What of America?

A Christ-less Creed

It has been said that America is a creedal nation, a people based not on ethnicity but on a shared idea, on a set of beliefs held in common. There is much truth to this description. The American founding set forth a particular view of man and invited men from all over the world to leave their native lands and come join in the American project. Indeed, even the colonists who were present before the founding had to a large extent self-selected to be part of a great experiment, or else were the children of those who had. America is perhaps history’s most successful “intentional community.”

Since God has intended to end the enmity of man against man, and unite all in love for neighbor, perhaps America is a foreshadowing of God’s ultimate will for mankind.

On the other hand, since God has chosen to gather men of every tribe, nation and tongue together under Christ, how will he view an attempt to bring them together under some other umbrella? What if in place of Christ we put Babel? Or the European Union? Or American exceptionalism? How then will God deal with us, when we set out to gather the earth under a banner other than that of his son?
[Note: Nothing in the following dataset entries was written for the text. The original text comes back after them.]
/*
 * Copyright 2024 Luc Lenôtre
 *
 * This file is part of Maestro.
 *
 * Maestro is free software: you can redistribute it and/or modify it under the
 * terms of the GNU General Public License as published by the Free Software
 * Foundation, either version 3 of the License, or (at your option) any later
 * version.
 *
 * Maestro is distributed in the hope that it will be useful, but WITHOUT ANY
 * WARRANTY; without even the implied warranty of MERCHANTABILITY or FITNESS FOR
 * A PARTICULAR PURPOSE. See the GNU General Public License for more details.
 *
 * You should have received a copy of the GNU General Public License along with
 * Maestro. If not, see <https://www.gnu.org/licenses/>.
 */

//! Per-process file descriptor table.
//!
//! The table is a fixed-length array of [`limits::OPEN_MAX`] slots plus a `next` hint used to
//! speed up allocation. The hint is *not* POSIX's "lowest available descriptor" rule: it is
//! only ever set to the index that was just freed or the index found by the last scan, so it
//! can point at a descriptor higher than some other, still-free, lower one. This matches the
//! allocator it is modelled on rather than `dup`'s POSIX-mandated minimality, and is called out
//! as a deliberate, documented departure rather than a bug.

use crate::file::{registry::OpenFileRegistry, OpenFile};
use utils::{
	collections::vec::Vec,
	errno::{self, EResult},
	limits::OPEN_MAX,
	lock::Mutex,
	ptr::arc::Arc,
};

/// The file descriptors stdio is bootstrapped onto.
const STDOUT_FD: usize = 1;
const STDERR_FD: usize = 2;

const O_WRONLY: i32 = 0o1;

/// Where a newly duplicated descriptor should land.
#[derive(Debug, Clone, Copy, PartialEq, Eq)]
pub enum NewFdConstraint {
	/// Any descriptor `>= min` is acceptable; the table picks the lowest free one (`fcntl`
	/// `F_DUPFD` semantics).
	Min(u32),
	/// The descriptor must be exactly `fd` (`dup2` semantics).
	Fixed(u32),
}

/// A process's table of open file descriptors.
pub struct DescriptorTable {
	slots: Vec<Option<Arc<Mutex<OpenFile>>>>,
	/// The lowest descriptor the next allocation is known to be able to use, or `None` if the
	/// table is known to be full.
	next: Option<usize>,
}

impl DescriptorTable {
	/// Creates a table with file descriptors 1 and 2 bound to the console, opened through `vfs`.
	///
	/// Descriptor 0 is deliberately left unbound, matching this kernel's historical choice; a
	/// process wanting stdin has to `open` it itself.
	///
	/// Failure to open the console is treated as fatal: a process cannot run without stdio, the
	/// same way the kernel cannot boot without being able to reach its root filesystem.
	pub fn create(registry: &OpenFileRegistry, vfs: &dyn crate::file::vfs::Vfs) -> Self {
		let mut slots = Vec::with_len(OPEN_MAX, None).expect("out of memory during fd bootstrap");
		for fd in [STDOUT_FD, STDERR_FD] {
			let vnode = vfs
				.open("con:", O_WRONLY, 0)
				.expect("unable to open the console for stdio");
			let node = registry
				.add(OpenFile::new(vnode, O_WRONLY))
				.expect("out of memory during fd bootstrap");
			slots[fd] = Some(node);
		}
		Self {
			slots,
			next: Some(STDERR_FD + 1),
		}
	}

	/// Returns whether every slot is occupied.
	pub fn is_full(&self) -> bool {
		self.next.is_none()
	}

	/// Returns the lowest bound descriptor, if any, at or above `fd`.
	fn scan_from(&self, fd: usize) -> Option<usize> {
		(fd..self.slots.len()).find(|&i| self.slots[i].is_none())
	}

	/// Consumes the current hint and advances it, for use once the caller has checked
	/// [`is_full`](Self::is_full).
	fn take_next(&mut self) -> usize {
		let fd = self.next.expect("descriptor table is full");
		self.next = self.scan_from(fd + 1);
		fd
	}

	/// Lowers the hint to `fd` if `fd` is free and lower than the current hint (or the table was
	/// full). Used to undo a tentative allocation when the open that was going to fill it
	/// failed, instead of leaking the slot until the next full scan.
	fn release_hint(&mut self, fd: usize) {
		match self.next {
			Some(next) if fd < next => self.next = Some(fd),
			None => self.next = Some(fd),
			_ => {}
		}
	}

	/// Unconditionally points the hint at `fd`, mirroring what closing a descriptor does.
	fn reuse_hint(&mut self, fd: usize) {
		self.next = Some(fd);
	}

	/// Returns whether `fd` is a valid index bound to an open file.
	pub fn validate(&self, fd: i32) -> bool {
		fd >= 0 && (fd as usize) < self.slots.len() && self.slots[fd as usize].is_some()
	}

	/// Returns the open file bound to `fd`, if any.
	pub fn get(&self, fd: i32) -> Option<Arc<Mutex<OpenFile>>> {
		if fd < 0 {
			return None;
		}
		self.slots.get(fd as usize).and_then(|s| s.clone())
	}

	/// Reserves the lowest free descriptor for `open` to bind once the vnode has been resolved.
	///
	/// On failure the caller must call [`release`](Self::release) with the returned descriptor
	/// instead of [`bind`](Self::bind)ing it, to avoid leaking the hint past this call (the one
	/// documented concurrency/bookkeeping bug this table fixes relative to the allocator it is
	/// modelled on).
	pub fn reserve(&mut self) -> EResult<usize> {
		if self.is_full() {
			return Err(errno::EMFILE);
		}
		Ok(self.take_next())
	}

	/// Releases a descriptor reserved by [`reserve`](Self::reserve) whose open ultimately
	/// failed.
	pub fn release(&mut self, fd: usize) {
		self.release_hint(fd);
	}

	/// Binds `fd` to `node`. `fd` must have come from [`reserve`](Self::reserve) or be a slot
	/// about to be overwritten by `dup2`.
	pub fn bind(&mut self, fd: usize, node: Arc<Mutex<OpenFile>>) {
		self.slots[fd] = Some(node);
	}

	/// Closes `fd`, decrementing the underlying open file's reference count through `registry`
	/// and freeing the slot.
	pub fn close(&mut self, fd: usize, registry: &OpenFileRegistry) {
		if let Some(node) = self.slots[fd].take() {
			registry.close_node(&node);
		}
		self.reuse_hint(fd);
	}

	/// Implements `dup2`/`fcntl(F_DUPFD)`: binds `oldfd`'s open file at a descriptor chosen
	/// according to `constraint`, returning the new descriptor.
	pub fn duplicate(
		&mut self,
		oldfd: i32,
		constraint: NewFdConstraint,
		registry: &OpenFileRegistry,
	) -> EResult<i32> {
		let node = self.get(oldfd).ok_or(errno::EBADF)?;
		let newfd = match constraint {
			NewFdConstraint::Fixed(fd) => fd as usize,
			NewFdConstraint::Min(min) => {
				self.scan_from(min as usize).unwrap_or(self.slots.len())
			}
		};
		if newfd >= self.slots.len() {
			return Err(errno::EBADF);
		}
		if oldfd as usize == newfd {
			return Ok(newfd as i32);
		}
		if self.slots[newfd].is_some() {
			self.close(newfd, registry);
			// `close` just retargeted the hint at `newfd`, which is about to be bound again
			// below: advance past it so the hint still names a genuinely free slot, the same
			// extra scan the allocator this is modelled on performs before rebinding.
			if self.next == Some(newfd) {
				self.next = self.scan_from(newfd + 1);
			}
		}
		node.lock().inc_ref();
		self.bind(newfd, node);
		Ok(newfd as i32)
	}

	/// Closes every bound descriptor, tearing the table down alongside its process.
	pub fn destroy(mut self, registry: &OpenFileRegistry) {
		for fd in 0..self.slots.len() {
			if self.slots[fd].is_some() {
				self.close(fd, registry);
			}
		}
	}
}

#[cfg(test)]
mod test {
	use super::*;
	use crate::file::vfs::test::TestVfs;

	fn table() -> (DescriptorTable, OpenFileRegistry, TestVfs) {
		let registry = OpenFileRegistry::create();
		let vfs = TestVfs::default();
		let table = DescriptorTable::create(&registry, &vfs);
		(table, registry, vfs)
	}

	#[test]
	fn bootstrap_binds_stdio() {
		let (table, _registry, _vfs) = table();
		assert!(!table.validate(0), "fd 0 is left unbound by this kernel");
		assert!(table.validate(1));
		assert!(table.validate(2));
		assert!(!table.validate(3));
	}

	#[test]
	fn reserve_picks_lowest_free() {
		let (mut table, registry, vfs) = table();
		let fd = table.reserve().unwrap();
		assert_eq!(fd, 3);
		let node = registry
			.add(OpenFile::new(vfs.open("/a", 0o100, 0).unwrap(), 0))
			.unwrap();
		table.bind(fd, node);
		let fd = table.reserve().unwrap();
		assert_eq!(fd, 4);
		table.release(fd);
		let fd = table.reserve().unwrap();
		assert_eq!(fd, 4);
	}

	#[test]
	fn close_reuses_hint_even_if_it_regresses() {
		let (mut table, registry, vfs) = table();
		let fd_a = table.reserve().unwrap();
		table.bind(
			fd_a,
			registry
				.add(OpenFile::new(vfs.open("/a", 0o100, 0).unwrap(), 0))
				.unwrap(),
		);
		let fd_b = table.reserve().unwrap();
		table.bind(
			fd_b,
			registry
				.add(OpenFile::new(vfs.open("/b", 0o100, 0).unwrap(), 0))
				.unwrap(),
		);
		assert!(fd_b > fd_a);
		table.close(fd_b, &registry);
		// closing the higher fd still moves the hint down to it, matching the allocator's
		// documented (not POSIX-minimal) behaviour.
		let fd = table.reserve().unwrap();
		assert_eq!(fd, fd_b);
	}

	#[test]
	fn dup2_shares_the_open_file_and_bumps_refcount() {
		let (mut table, registry, vfs) = table();
		let fd = table.reserve().unwrap();
		let node = registry
			.add(OpenFile::new(vfs.open("/a", 0o100, 0).unwrap(), 0))
			.unwrap();
		table.bind(fd, node.clone());
		table
			.duplicate(fd as i32, NewFdConstraint::Fixed(10), &registry)
			.unwrap();
		assert_eq!(node.lock().reference_count(), 2);
		assert!(table.validate(10));
	}

	#[test]
	fn dup2_onto_self_is_a_no_op() {
		let (mut table, registry, _vfs) = table();
		let newfd = table.duplicate(1, NewFdConstraint::Fixed(1), &registry).unwrap();
		assert_eq!(newfd, 1);
	}

	#[test]
	fn dup2_onto_an_occupied_fd_does_not_leave_the_hint_pointing_at_it() {
		let (mut table, registry, vfs) = table();
		let fd_a = table.reserve().unwrap();
		table.bind(
			fd_a,
			registry
				.add(OpenFile::new(vfs.open("/a", 0o100, 0).unwrap(), 0))
				.unwrap(),
		);
		let fd_b = table.reserve().unwrap();
		table.bind(
			fd_b,
			registry
				.add(OpenFile::new(vfs.open("/b", 0o100, 0).unwrap(), 0))
				.unwrap(),
		);
		// dup2(fd_a, fd_b): fd_b was occupied, so it gets closed and rebound to fd_a's file.
		table.duplicate(fd_a as i32, NewFdConstraint::Fixed(fd_b as u32), &registry).unwrap();
		// The hint must not be left pointing at fd_b, which is occupied again: reserving a
		// fresh descriptor must not collide with (and silently clobber) it.
		let fd_c = table.reserve().unwrap();
		assert_ne!(fd_c, fd_b, "reserve must never hand out an already-bound descriptor");
		table.bind(
			fd_c,
			registry
				.add(OpenFile::new(vfs.open("/c", 0o100, 0).unwrap(), 0))
				.unwrap(),
		);
		assert!(table.validate(fd_b));
	}

	#[test]
	fn destroy_closes_every_descriptor() {
		let (mut table, registry, vfs) = table();
		let fd = table.reserve().unwrap();
		table.bind(
			fd,
			registry
				.add(OpenFile::new(vfs.open("/a", 0o100, 0).unwrap(), 0))
				.unwrap(),
		);
		table.destroy(&registry);
		assert_eq!(registry.len(), 0);
	}
}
As much as we, who love Christ and America simultaneously, would urge America to find her identity in Christ, we must be honest enough say that, to date, she has done no such thing. The American creed is not the Christian creed, no matter how many Christians were involved in the founding. It is true that many Christians, (and perhaps better Christians than we are,) saw a harmony between Christ and the America ideals, but the two are not identical. Even if we supposed that the America idea was entirely a subset of the truths declared by the Christian faith, what is the destiny of a Christianity that leaves out Christ?

Pieter Brueghel the Elder, Public domain, via Wikimedia Commons

Seek Perfection Elsewhere

Even as he was writing scripture, the apostle Paul considered himself to have achieved perfection in only one aspect of the Christian life: namely, that he constantly put aside the past, striving every day to walk worthy of the calling of Christ. In other words, he continued to be less than equal to the wonder that is Christ Jesus, but he had pretty well internalized the right response to his own shortcomings in light of the lord’s perfection.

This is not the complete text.